My mom came out that first week to help me get settled in my new, temporarily less mobile lifestyle. After a long and painful ride home from the hospital she left to grab some essentials and as if by magic several of my teammates and leaguemates appeared. They cheerfully whisked away my sofa and replaced it with a hospital bed that one of them just so happened to have lying around so that I wouldn’t have to crawl up the stairs to my lofted bedroom in order to go to sleep. I was then presented with a variety of newly purchased and washed Goodwill sweatpants that could be cut as necessary to accommodate my heavily splinted leg. A variety of pieces of orthopedic equipment followed. Food began to fill my freezer as friendly faces dropped by to offer the company and help I couldn’t pretend not to need. In short my family - biological and otherwise - have made what might have been an unbearable experience livable and I simply don’t have enough words to adequately say thank you.

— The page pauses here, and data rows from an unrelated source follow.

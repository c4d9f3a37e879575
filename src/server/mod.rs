//! Server-side API backend.
//!
//! The backend uses Axum as the web framework and SeaORM for database operations.
//!
//! # Architecture
//!
//! - **Controller Layer** (`controller/`) - HTTP request handlers and DTO conversion
//! - **Service Layer** (`service/`) - Observability envelope around each store operation
//! - **Data Layer** (`data/`) - Database operations, payload validation and entity-to-domain conversion
//! - **Model Layer** (`model/`) - Domain models, write parameters and object ids
//! - **Error Layer** (`error/`) - Application error types and HTTP response mapping
//!
//! # Infrastructure
//!
//! - **Configuration** (`config`) - Environment-based application configuration
//! - **Observability** (`observability/`) - Log sinks, APM sender and segment spans
//! - **State** (`state`) - Shared application state (DB, APM client)
//! - **Startup** (`startup`) - Database connection, migrations and API document loading
//! - **Router** (`router`) - Route table, Swagger UI and middleware
//! - **Doc** (`doc`) - OpenAPI document generated from handler annotations
//!
//! # Request Flow
//!
//! 1. **Router** receives HTTP request and routes to the controller
//! 2. **Controller** logs the attempt and calls the service
//! 3. **Service** opens a segment, logs the input, calls the repository
//! 4. **Data** validates the payload, queries the database, converts entities to domain models
//! 5. **Service** logs the outcome and returns the result unchanged
//! 6. **Controller** maps `None` to 404, errors to their status, success to the data envelope

pub mod config;
pub mod controller;
pub mod data;
pub mod doc;
pub mod error;
pub mod model;
pub mod observability;
pub mod router;
pub mod service;
pub mod startup;
pub mod state;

This week during a phone call with my coach she mentioned that she was on her way to our new skater practice and thought to ask whether I wanted to come. After so many weeks sitting in my apartment I could hardly turn her down and so we trekked back to the rink for the first time in what had seemed like an eternity. I was welcomed as always by the smell of varnish, old carpet, and stale gum which has become somewhat comforting over the years. Home. We sat for a while to catch up and watch the practice but before long another skater approached and said, “whatcha icing there? A little sprain?” As I rolled down my sock to show her what was left of my now zombie-like calf muscle I was suddenly surrounded by a row of curious faces. Apparently the universal truth of surgery is that everyone wants to see the scar. Everyone.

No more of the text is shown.